◆ Data under study ◆

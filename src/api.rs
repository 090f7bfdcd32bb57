//! Local HTTP control surface.
//!
//! A small hand-rolled HTTP/1.1 server: one request per connection,
//! `Connection: close`, JSON in and out. Concurrency is bounded with a
//! semaphore; a slow or malformed client costs one permit, never the
//! accept loop.

use crate::node::{NodeHandle, MAX_ENVELOPE_BYTES};
use crate::resolver::PeerResolver;
use crate::router::Router;
use libp2p::PeerId;
use serde_json::{json, Value};
use std::{collections::HashMap, io, str, str::FromStr, sync::Arc, time::Duration};
use tokio::{
    io::{AsyncRead, AsyncReadExt, AsyncWrite, AsyncWriteExt},
    net::TcpListener,
    sync::Semaphore,
    time,
};

const MAX_HEADER_BYTES: usize = 8 * 1024;
const MAX_BODY_BYTES: usize = MAX_ENVELOPE_BYTES;
const REQUEST_TIMEOUT: Duration = Duration::from_secs(10);
const MAX_CONCURRENT_REQUESTS: usize = 64;

/// Bound on a full resolve + connect + ping round trip.
const PING_TIMEOUT: Duration = Duration::from_secs(5);

/// Everything a request handler may touch.
#[derive(Clone)]
pub struct ApiState {
    /// Swarm command handle.
    pub handle: NodeHandle,
    /// Peer-reference resolver.
    pub resolver: PeerResolver,
    /// Outbound message surface.
    pub router: Router,
}

/// Binds the control port and serves requests until the listener fails.
/// A bind failure is returned to the caller, which treats it as fatal.
pub async fn serve(port: u16, state: ApiState) -> io::Result<()> {
    let listener = TcpListener::bind(("0.0.0.0", port)).await?;
    println!("SIGHT|mod=API|evt=LISTEN|port={port}");
    let limiter = Arc::new(Semaphore::new(MAX_CONCURRENT_REQUESTS));
    loop {
        match listener.accept().await {
            Ok((mut stream, _addr)) => {
                let permit = match limiter.clone().acquire_owned().await {
                    Ok(permit) => permit,
                    Err(_) => {
                        eprintln!("api accept error: limiter closed");
                        continue;
                    }
                };
                let state = state.clone();
                tokio::spawn(async move {
                    let _permit = permit;
                    if let Err(err) = handle_connection(&mut stream, &state).await {
                        eprintln!("api connection error: {err}");
                    }
                });
            }
            Err(err) => {
                eprintln!("api accept error: {err}");
                break;
            }
        }
    }
    Ok(())
}

async fn handle_connection<S>(stream: &mut S, state: &ApiState) -> io::Result<()>
where
    S: AsyncRead + AsyncWrite + Unpin,
{
    let req = match read_http_request(stream, MAX_HEADER_BYTES, MAX_BODY_BYTES, REQUEST_TIMEOUT)
        .await
    {
        Ok(req) => req,
        Err(err) => {
            let resp = build_response("400 Bad Request", json!({"error": err.to_string()}));
            let _ = stream.write_all(&resp).await;
            let _ = stream.shutdown().await;
            return Ok(());
        }
    };
    let (status, body) = dispatch(state, &req).await;
    let resp = build_response(status, body);
    stream.write_all(&resp).await?;
    stream.shutdown().await
}
//! Libp2p orchestration: the swarm actor and its cloneable handle.
//!
//! One tokio task owns the [`Swarm`] and all mutable network state (address
//! book, public-key cache, pending dial/lookup/ping replies). Everything else
//! talks to it through [`NodeHandle`] commands over an mpsc channel, so no
//! locks are needed anywhere in this crate.
//!
//! The behaviour stack mirrors what the overlay requires: gossipsub for the
//! shared broadcast topic, kademlia for distributed peer lookup, identify to
//! learn peer addresses and public keys on handshake, ping for RTT probes,
//! and raw streams for point-to-point messages.

use crate::keypair::Keypair;
use futures::StreamExt;
use libp2p::{
    gossipsub::{self, IdentTopic, MessageAuthenticity, PublishError, ValidationMode},
    identify, identity,
    kad::{self, store::MemoryStore},
    multiaddr::Protocol,
    noise, ping,
    swarm::{dial_opts::DialOpts, NetworkBehaviour, Swarm, SwarmEvent},
    tcp, yamux, Multiaddr, PeerId, StreamProtocol, SwarmBuilder,
};
use libp2p_stream as stream;
use once_cell::sync::Lazy;
use sha2::{Digest, Sha256};
use std::{
    collections::{HashMap, HashSet},
    fmt, io,
    time::Duration,
};
use tokio::sync::{mpsc, oneshot};

/// Shared broadcast topic every sight node subscribes to.
pub static MESSAGE_TOPIC: Lazy<IdentTopic> = Lazy::new(|| IdentTopic::new("sight-message"));

/// Application protocol for point-to-point message streams.
pub static DIRECT_PROTOCOL: Lazy<StreamProtocol> =
    Lazy::new(|| StreamProtocol::new("/sight/message/0.0.1"));

/// Upper bound on a single envelope, broadcast or direct.
pub const MAX_ENVELOPE_BYTES: usize = 64 * 1024;

const INBOUND_CHANNEL_CAPACITY: usize = 64;
const COMMAND_CHANNEL_CAPACITY: usize = 64;
const PING_INTERVAL: Duration = Duration::from_secs(1);
const IDLE_CONNECTION_TIMEOUT: Duration = Duration::from_secs(60);

/// Errors surfaced by the networking runtime.
#[derive(Debug)]
pub enum NetworkError {
    /// Key derivation failure.
    Key(String),
    /// Underlying libp2p API returned an error.
    Libp2p(String),
    /// Filesystem or socket failure.
    Io(String),
    /// The swarm actor has shut down and no longer accepts commands.
    NodeStopped,
}

impl fmt::Display for NetworkError {
    fn fmt(&self, f: &mut fmt::Formatter<'_>) -> fmt::Result {
        match self {
            Self::Key(msg) => write!(f, "key error: {msg}"),
            Self::Libp2p(msg) => write!(f, "libp2p error: {msg}"),
            Self::Io(msg) => write!(f, "I/O error: {msg}"),
            Self::NodeStopped => write!(f, "node stopped"),
        }
    }
}

impl std::error::Error for NetworkError {}

impl From<io::Error> for NetworkError {
    fn from(err: io::Error) -> Self {
        Self::Io(err.to_string())
    }
}

#[derive(NetworkBehaviour)]
struct SightBehaviour {
    gossipsub: gossipsub::Behaviour,
    identify: identify::Behaviour,
    kademlia: kad::Behaviour<MemoryStore>,
    ping: ping::Behaviour,
    stream: stream::Behaviour,
}

pub(crate) enum Command {
    Publish {
        data: Vec<u8>,
    },
    Connect {
        peer: PeerId,
        addrs: Vec<Multiaddr>,
        reply: oneshot::Sender<Result<(), String>>,
    },
    FindPeer {
        peer: PeerId,
        reply: oneshot::Sender<Result<Vec<Multiaddr>, String>>,
    },
    CachedPublicKey {
        peer: PeerId,
        reply: oneshot::Sender<Option<identity::PublicKey>>,
    },
    Neighbors {
        reply: oneshot::Sender<Vec<PeerId>>,
    },
    Ping {
        peer: PeerId,
        reply: oneshot::Sender<Result<Duration, String>>,
    },
    Shutdown,
}

/// Cloneable handle for issuing commands to the swarm actor.
#[derive(Clone)]
pub struct NodeHandle {
    tx: mpsc::Sender<Command>,
    local_peer: PeerId,
}
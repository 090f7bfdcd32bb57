//! Long-lived sight overlay node: the libp2p swarm, the tunnel router, and
//! the local HTTP surface, configured entirely from the environment.

use sightnet::{
    api::{self, ApiState},
    config::NodeConfig,
    did,
    keypair::Keypair,
    node,
    resolver::PeerResolver,
    router::Router,
};
use tokio::signal;

fn fatal(message: &str) -> ! {
    eprintln!("{message}");
    std::process::exit(1);
}

fn main() {
    let cfg = NodeConfig::from_env();

    // Gateways share one well-known identity and answer to a fixed name;
    // regular nodes derive their DID from the persisted device key.
    let (keypair, self_did) = if cfg.is_gateway {
        let kp = Keypair::gateway()
            .unwrap_or_else(|err| fatal(&format!("gateway identity: {err}")));
        (kp, "gateway".to_string())
    } else {
        let kp = Keypair::load_or_generate(&cfg.key_dir)
            .unwrap_or_else(|err| fatal(&format!("identity load failed: {err}")));
        let self_did = did::public_key_to_did(&kp.public_key_bytes());
        (kp, self_did)
    };
    println!("SIGHT|mod=MAIN|evt=IDENTITY|did={self_did}");

    let mut builder = tokio::runtime::Builder::new_multi_thread();
    builder.enable_all();
    let runtime = builder
        .build()
        .unwrap_or_else(|err| fatal(&format!("failed to start runtime: {err}")));

    runtime.block_on(async move {
        let node = node::start(cfg.listen_addr(), &cfg.bootstrap, &keypair)
            .unwrap_or_else(|err| fatal(&format!("node start failed: {err}")));
        let handle = node.handle.clone();
        let resolver = PeerResolver::new(handle.clone());
        let router = Router::start(node, resolver.clone(), cfg.sink_url.clone(), self_did);

        let state = ApiState {
            handle: handle.clone(),
            resolver,
            router,
        };
        let http_port = cfg.http_port;
        tokio::spawn(async move {
            if let Err(err) = api::serve(http_port, state).await {
                fatal(&format!("http surface on port {http_port}: {err}"));
            }
        });

        match signal::ctrl_c().await {
            Ok(()) => println!("SIGHT|mod=MAIN|evt=SHUTDOWN"),
            Err(err) => eprintln!("signal wait failed: {err}"),
        }
        handle.shutdown().await;
    });
}
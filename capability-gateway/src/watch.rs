//! Continuous capability watches.
//!
//! A watch is a `WatchHandle` (lifecycle, owned by the caller) paired with a
//! `WatchStream` (the readings). The stream is lazy: nothing touches the
//! device until it is first polled. Cancellation goes through the handle and
//! is published on a `tokio::sync::watch` channel, so a stream parked on a
//! tick or a sample wakes up and ends instead of delivering.

use std::pin::Pin;
use std::sync::{Arc, Mutex, MutexGuard, PoisonError};
use std::task::{Context, Poll};
use std::time::Duration;

use capgate_common::{CapabilityKind, CapabilityParams, CapabilityResult, Failure};
use futures_util::stream::{self, BoxStream, Stream};
use tokio::sync::watch;
use tokio::time::{interval, Interval, MissedTickBehavior};
use uuid::Uuid;

use crate::bridge::{CapabilityHandler, SensorLease};
use crate::decode::decode_payload;
use crate::normalize::normalize_error;

/// Lifecycle of a watch. `Cancelled` is terminal.
#[derive(Debug, Clone, Copy, PartialEq, Eq)]
pub enum WatchState {
    Created,
    Active,
    Cancelled,
}

/// Outcome of moving a watch to `Cancelled`.
pub(crate) enum Transition {
    /// Someone else got there first.
    AlreadyCancelled,
    /// This call cancelled the watch; the lease, if one was open, must be closed.
    Cancelled(Option<SensorLease>),
}

pub(crate) fn lock<T>(mutex: &Mutex<T>) -> MutexGuard<'_, T> {
    mutex.lock().unwrap_or_else(PoisonError::into_inner)
}

struct WatchShared {
    id: Uuid,
    kind: CapabilityKind,
    state: watch::Sender<WatchState>,
    /// Guards the lease and serializes it against state changes.
    lease: Mutex<Option<SensorLease>>,
    handler: Option<Arc<dyn CapabilityHandler>>,
}

/// Caller-owned handle to a continuous subscription.
#[derive(Clone)]
pub struct WatchHandle {
    shared: Arc<WatchShared>,
}

impl std::fmt::Debug for WatchHandle {
    fn fmt(&self, f: &mut std::fmt::Formatter<'_>) -> std::fmt::Result {
        f.debug_struct("WatchHandle")
            .field("id", &self.shared.id)
            .field("kind", &self.shared.kind)
            .field("state", &self.state())
            .finish()
    }
}

impl WatchHandle {
    pub(crate) fn new(
        id: Uuid,
        kind: CapabilityKind,
        handler: Option<Arc<dyn CapabilityHandler>>,
    ) -> Self {
        let (state, _) = watch::channel(WatchState::Created);
        Self {
            shared: Arc::new(WatchShared {
                id,
                kind,
                state,
                lease: Mutex::new(None),
                handler,
            }),
        }
    }

    pub fn id(&self) -> Uuid {
        self.shared.id
    }

    pub fn kind(&self) -> CapabilityKind {
        self.shared.kind
    }

    pub fn state(&self) -> WatchState {
        *self.shared.state.borrow()
    }

    pub fn is_active(&self) -> bool {
        self.state() == WatchState::Active
    }

    /// Whether both handles refer to the same watch.
    pub fn same_watch(&self, other: &WatchHandle) -> bool {
        Arc::ptr_eq(&self.shared, &other.shared)
    }

    pub(crate) fn activate(&self) {
        let _guard = lock(&self.shared.lease);
        self.shared.state.send_if_modified(|state| {
            if *state == WatchState::Created {
                *state = WatchState::Active;
                true
            } else {
                false
            }
        });
    }

    /// Move to `Cancelled`, handing back any open lease exactly once.
    pub(crate) fn cancel(&self) -> Transition {
        let mut lease = lock(&self.shared.lease);
        let changed = self.shared.state.send_if_modified(|state| {
            if *state == WatchState::Cancelled {
                false
            } else {
                *state = WatchState::Cancelled;
                true
            }
        });
        if changed {
            Transition::Cancelled(lease.take())
        } else {
            Transition::AlreadyCancelled
        }
    }

    /// Close a lease returned by `cancel`.
    pub(crate) async fn release(&self, lease: SensorLease) {
        if let Some(handler) = &self.shared.handler {
            handler.close_sensor(lease).await;
            tracing::debug!(
                kind = %self.shared.kind,
                watch_id = %self.shared.id,
                lease = %lease,
                "Released sensor"
            );
        }
    }

    /// Close a lease on a background task so the caller never waits on the
    /// bridge.
    pub(crate) fn release_detached(&self, lease: SensorLease) {
        let handle = self.clone();
        tokio::spawn(async move { handle.release(lease).await });
    }

    /// Store a freshly opened lease. Returns it back if the watch was
    /// cancelled while the sensor was opening.
    fn attach(&self, lease: SensorLease) -> Option<SensorLease> {
        let mut slot = lock(&self.shared.lease);
        if self.state() == WatchState::Cancelled {
            Some(lease)
        } else {
            *slot = Some(lease);
            None
        }
    }

    fn subscribe(&self) -> watch::Receiver<WatchState> {
        self.shared.state.subscribe()
    }
}

/// Resolves once the watch reaches `Cancelled`.
async fn cancelled(rx: &mut watch::Receiver<WatchState>) {
    // The sender lives as long as the handle this receiver came from
    let _ = rx.wait_for(|s| *s == WatchState::Cancelled).await;
}

enum Phase {
    /// Start was rejected; deliver this failure and stop.
    Rejected(Failure),
    Opening,
    Sampling { ticker: Interval, lease: SensorLease },
    Done,
}

struct Cursor {
    handle: WatchHandle,
    handler: Option<Arc<dyn CapabilityHandler>>,
    params: Option<CapabilityParams>,
    period: Duration,
    phase: Phase,
}

impl Cursor {
    async fn advance(mut self) -> Option<(CapabilityResult, Self)> {
        loop {
            match std::mem::replace(&mut self.phase, Phase::Done) {
                Phase::Done => return None,
                Phase::Rejected(failure) => {
                    return Some((CapabilityResult::Failure(failure), self));
                }
                Phase::Opening => {
                    let (handler, params) = match (&self.handler, &self.params) {
                        (Some(h), Some(p)) => (h.clone(), p.clone()),
                        _ => return None,
                    };
                    let mut rx = self.handle.subscribe();
                    let opened = tokio::select! {
                        biased;
                        _ = cancelled(&mut rx) => return None,
                        opened = handler.open_sensor(&params) => opened,
                    };
                    let lease = match opened {
                        Ok(lease) => lease,
                        Err(raw) => {
                            let failure = normalize_error(&raw, self.handle.kind());
                            return Some(self.terminate(failure).await);
                        }
                    };
                    if let Some(lease) = self.handle.attach(lease) {
                        handler.close_sensor(lease).await;
                        return None;
                    }
                    tracing::debug!(
                        kind = %self.handle.kind(),
                        watch_id = %self.handle.id(),
                        lease = %lease,
                        period_ms = self.period.as_millis() as u64,
                        "Sensor opened"
                    );
                    let mut ticker = interval(self.period);
                    ticker.set_missed_tick_behavior(MissedTickBehavior::Delay);
                    self.phase = Phase::Sampling { ticker, lease };
                }
                Phase::Sampling { mut ticker, lease } => {
                    let handler = match &self.handler {
                        Some(h) => h.clone(),
                        None => return None,
                    };
                    let mut rx = self.handle.subscribe();
                    tokio::select! {
                        biased;
                        _ = cancelled(&mut rx) => return None,
                        _ = ticker.tick() => {}
                    }
                    let sampled = tokio::select! {
                        biased;
                        _ = cancelled(&mut rx) => return None,
                        sampled = handler.sample(lease) => sampled,
                    };
                    // Nothing starts delivery once cancelled
                    if !self.handle.is_active() {
                        return None;
                    }
                    let decoded = match (sampled, &self.params) {
                        (Ok(value), Some(params)) => decode_payload(params, value),
                        (Err(raw), _) => Err(normalize_error(&raw, self.handle.kind())),
                        (Ok(_), None) => return None,
                    };
                    return match decoded {
                        Ok(payload) => {
                            self.phase = Phase::Sampling { ticker, lease };
                            Some((CapabilityResult::Success(payload), self))
                        }
                        Err(failure) => Some(self.terminate(failure).await),
                    };
                }
            }
        }
    }

    /// End the stream with one final failure and release the sensor.
    async fn terminate(self, failure: Failure) -> (CapabilityResult, Self) {
        tracing::warn!(
            kind = %self.handle.kind(),
            watch_id = %self.handle.id(),
            code = %failure.code,
            "Watch terminated: {}",
            failure.message
        );
        if let Transition::Cancelled(Some(lease)) = self.handle.cancel() {
            self.handle.release(lease).await;
        }
        (CapabilityResult::Failure(failure), self)
    }
}

/// Readings from a watch, in sampling order.
///
/// Infinite while the watch is active. Ends after a final `Failure` if the
/// device fails, or silently once the handle is cancelled.
pub struct WatchStream {
    inner: BoxStream<'static, CapabilityResult>,
}

impl WatchStream {
    pub(crate) fn new(
        handle: WatchHandle,
        handler: Arc<dyn CapabilityHandler>,
        params: CapabilityParams,
        period: Duration,
    ) -> Self {
        Self::from_cursor(Cursor {
            handle,
            handler: Some(handler),
            params: Some(params),
            period,
            phase: Phase::Opening,
        })
    }

    /// A stream that delivers one failure and ends.
    pub(crate) fn rejected(handle: WatchHandle, failure: Failure) -> Self {
        Self::from_cursor(Cursor {
            handle,
            handler: None,
            params: None,
            period: Duration::ZERO,
            phase: Phase::Rejected(failure),
        })
    }

    fn from_cursor(cursor: Cursor) -> Self {
        Self {
            inner: Box::pin(stream::unfold(cursor, Cursor::advance)),
        }
    }
}

impl Stream for WatchStream {
    type Item = CapabilityResult;

    fn poll_next(mut self: Pin<&mut Self>, cx: &mut Context<'_>) -> Poll<Option<Self::Item>> {
        self.inner.as_mut().poll_next(cx)
    }
}

impl std::fmt::Debug for WatchStream {
    fn fmt(&self, f: &mut std::fmt::Formatter<'_>) -> std::fmt::Result {
        f.debug_struct("WatchStream").finish_non_exhaustive()
    }
}
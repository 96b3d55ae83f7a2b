//! Raw bridge success decoding.
//!
//! Success values are no more consistent than errors: geolocation nests its
//! fields under `coords`, reachability arrives as either `{code}` or a bare
//! number, images come base64-encoded. Each capability gets one adapter that
//! turns the raw value into a typed payload, or an `Unknown` failure when the
//! value is malformed.

use base64::engine::general_purpose::STANDARD as BASE64;
use base64::Engine;
use capgate_common::{
    Acceleration, CapabilityParams, CapabilityPayload, CapturedImage, Contact, Failure,
    FileContents, FileWritten, ImageFormat, NotificationAction, NotificationParams, Position,
    Reachability,
};
use chrono::{DateTime, TimeZone, Utc};
use serde::de::DeserializeOwned;
use serde::Deserialize;
use serde_json::Value;

#[derive(Deserialize)]
#[serde(untagged)]
enum RawPosition {
    Wrapped { coords: Position },
    Flat(Position),
}

#[derive(Deserialize)]
struct RawAcceleration {
    x: f64,
    y: f64,
    z: f64,
    /// Milliseconds since the epoch
    #[serde(default)]
    timestamp: Option<i64>,
}

#[derive(Deserialize)]
#[serde(untagged)]
enum RawImage {
    Encoded(String),
    Wrapped { data: String },
}

/// Contact sub-fields come either as plain strings or as `{type, value}` objects.
#[derive(Deserialize)]
#[serde(untagged)]
enum RawField {
    Plain(String),
    Typed { value: String },
}

impl RawField {
    fn into_value(self) -> String {
        match self {
            RawField::Plain(v) | RawField::Typed { value: v } => v,
        }
    }
}

#[derive(Deserialize)]
#[serde(rename_all = "camelCase")]
struct RawContact {
    #[serde(default, alias = "display_name")]
    display_name: Option<String>,
    #[serde(default, alias = "phone_numbers")]
    phone_numbers: Option<Vec<RawField>>,
    #[serde(default)]
    emails: Option<Vec<RawField>>,
}

impl From<RawContact> for Contact {
    fn from(raw: RawContact) -> Self {
        Contact {
            display_name: raw.display_name,
            phone_numbers: raw
                .phone_numbers
                .unwrap_or_default()
                .into_iter()
                .map(RawField::into_value)
                .collect(),
            emails: raw
                .emails
                .unwrap_or_default()
                .into_iter()
                .map(RawField::into_value)
                .collect(),
        }
    }
}

/// Reachability codes arrive structured or bare.
#[derive(Deserialize)]
#[serde(untagged)]
enum RawReachability {
    Coded { code: i64 },
    Bare(i64),
}

#[derive(Deserialize)]
#[serde(untagged)]
enum RawWriteReceipt {
    Count(u64),
    Detailed { bytes_written: u64 },
}

/// Decode a raw success value for the request described by `params`.
pub fn decode_payload(params: &CapabilityParams, value: Value) -> Result<CapabilityPayload, Failure> {
    let kind = params.kind();
    let malformed = |e: String| Failure::unknown(kind, format!("Malformed {} payload: {}", kind, e));

    match params {
        CapabilityParams::Location(_) => {
            let position = match parse::<RawPosition>(value).map_err(malformed)? {
                RawPosition::Wrapped { coords } => coords,
                RawPosition::Flat(position) => position,
            };
            Ok(CapabilityPayload::Location(position))
        }
        CapabilityParams::Accelerometer(_) => {
            let raw: RawAcceleration = parse(value).map_err(malformed)?;
            Ok(CapabilityPayload::Acceleration(Acceleration {
                x: raw.x,
                y: raw.y,
                z: raw.z,
                timestamp: raw.timestamp.and_then(millis_to_utc),
            }))
        }
        CapabilityParams::Camera(_) => {
            let encoded = match parse::<RawImage>(value).map_err(malformed)? {
                RawImage::Encoded(s) | RawImage::Wrapped { data: s } => s,
            };
            let data = BASE64
                .decode(encoded.trim())
                .map_err(|e| malformed(e.to_string()))?;
            Ok(CapabilityPayload::Image(CapturedImage {
                format: ImageFormat::Jpeg,
                data,
            }))
        }
        CapabilityParams::FileRead(p) => {
            let contents: String = parse(value).map_err(malformed)?;
            Ok(CapabilityPayload::FileContents(FileContents {
                path: p.path.clone(),
                contents,
            }))
        }
        CapabilityParams::FileWrite(p) => {
            // Some bridges acknowledge a write with nothing at all
            let bytes_written = match value {
                Value::Null => p.contents.len() as u64,
                other => match parse::<RawWriteReceipt>(other).map_err(malformed)? {
                    RawWriteReceipt::Count(n) | RawWriteReceipt::Detailed { bytes_written: n } => n,
                },
            };
            Ok(CapabilityPayload::FileWritten(FileWritten {
                path: p.path.clone(),
                bytes_written,
            }))
        }
        CapabilityParams::Contacts(p) => {
            let raw: Vec<RawContact> = parse(value).map_err(malformed)?;
            let contacts = raw
                .into_iter()
                .take(p.max_results())
                .map(Contact::from)
                .collect();
            Ok(CapabilityPayload::Contacts(contacts))
        }
        CapabilityParams::NetworkReachability(_) => {
            let code = match parse::<RawReachability>(value).map_err(malformed)? {
                RawReachability::Coded { code } | RawReachability::Bare(code) => code,
            };
            Reachability::from_code(code)
                .map(CapabilityPayload::Reachability)
                .ok_or_else(|| Failure::unknown(kind, format!("Unrecognized reachability code {}", code)))
        }
        CapabilityParams::Notification(action) => {
            let action = match action {
                NotificationParams::Beep { .. } => NotificationAction::Beep,
                NotificationParams::Vibrate { .. } => NotificationAction::Vibrate,
            };
            Ok(CapabilityPayload::Notification(action))
        }
    }
}

fn parse<T: DeserializeOwned>(value: Value) -> Result<T, String> {
    serde_json::from_value(value).map_err(|e| e.to_string())
}

fn millis_to_utc(millis: i64) -> Option<DateTime<Utc>> {
    Utc.timestamp_millis_opt(millis).single()
}

#[cfg(test)]
mod tests {
    use super::*;
    use capgate_common::{CapabilityKind, CapabilityOptions, ErrorCode};
    use serde_json::json;

    fn params(kind: CapabilityKind, options: CapabilityOptions) -> CapabilityParams {
        options.parse(kind).unwrap()
    }

    #[test]
    fn test_location_nested_and_flat() {
        let p = params(CapabilityKind::Location, CapabilityOptions::new());
        let expected = CapabilityPayload::Location(Position {
            latitude: 37.0,
            longitude: -122.0,
            accuracy: 10.0,
            altitude: None,
        });

        let nested = json!({"coords": {"latitude": 37.0, "longitude": -122.0, "accuracy": 10}});
        assert_eq!(decode_payload(&p, nested).unwrap(), expected);

        let flat = json!({"latitude": 37.0, "longitude": -122.0, "accuracy": 10});
        assert_eq!(decode_payload(&p, flat).unwrap(), expected);
    }

    #[test]
    fn test_reachability_structured_or_bare() {
        let p = params(
            CapabilityKind::NetworkReachability,
            CapabilityOptions::new().with("host", "example.com"),
        );
        assert_eq!(
            decode_payload(&p, json!({"code": 2})).unwrap(),
            CapabilityPayload::Reachability(Reachability::Wifi)
        );
        assert_eq!(
            decode_payload(&p, json!(1)).unwrap(),
            CapabilityPayload::Reachability(Reachability::CarrierData)
        );

        let failure = decode_payload(&p, json!(9)).unwrap_err();
        assert_eq!(failure.code, ErrorCode::Unknown);
        assert!(failure.message.contains('9'));
    }

    #[test]
    fn test_camera_base64() {
        let p = params(CapabilityKind::Camera, CapabilityOptions::new());
        let encoded = BASE64.encode([0xFFu8, 0xD8, 0xFF]);

        match decode_payload(&p, json!(encoded)).unwrap() {
            CapabilityPayload::Image(image) => assert_eq!(image.data, vec![0xFF, 0xD8, 0xFF]),
            other => panic!("unexpected payload: {:?}", other),
        }

        let failure = decode_payload(&p, json!("not base64!!")).unwrap_err();
        assert_eq!(failure.code, ErrorCode::Unknown);
    }

    #[test]
    fn test_contacts_field_shapes_and_limit() {
        let p = params(
            CapabilityKind::Contacts,
            CapabilityOptions::new().with("limit", 2),
        );
        let raw = json!([
            {"displayName": "Ada", "phoneNumbers": [{"type": "mobile", "value": "555-1"}]},
            {"displayName": "Alan", "emails": ["alan@example.com"]},
            {"displayName": "Grace"}
        ]);

        match decode_payload(&p, raw).unwrap() {
            CapabilityPayload::Contacts(contacts) => {
                assert_eq!(contacts.len(), 2);
                assert_eq!(contacts[0].phone_numbers, vec!["555-1".to_string()]);
                assert_eq!(contacts[1].emails, vec!["alan@example.com".to_string()]);
            }
            other => panic!("unexpected payload: {:?}", other),
        }
    }

    #[test]
    fn test_file_write_receipts() {
        let p = params(
            CapabilityKind::FileWrite,
            CapabilityOptions::new().with("path", "foo.txt").with("contents", "abc"),
        );
        let written = |v| match decode_payload(&p, v).unwrap() {
            CapabilityPayload::FileWritten(w) => w.bytes_written,
            other => panic!("unexpected payload: {:?}", other),
        };
        assert_eq!(written(Value::Null), 3);
        assert_eq!(written(json!(7)), 7);
        assert_eq!(written(json!({"bytes_written": 9})), 9);
    }

    #[test]
    fn test_malformed_acceleration() {
        let p = params(CapabilityKind::Accelerometer, CapabilityOptions::new());
        let failure = decode_payload(&p, json!({"x": 1.0})).unwrap_err();
        assert_eq!(failure.code, ErrorCode::Unknown);
        assert!(failure.message.starts_with("Malformed accelerometer payload"));
    }
}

◆ Task brief ◆
In the records above, find every line that contains the word "NotificationParams" and copy it.

◆ Exercise solution ◆
    FileContents, FileWritten, ImageFormat, NotificationAction, NotificationParams, Position,
                NotificationParams::Beep { .. } => NotificationAction::Beep,
                NotificationParams::Vibrate { .. } => NotificationAction::Vibrate,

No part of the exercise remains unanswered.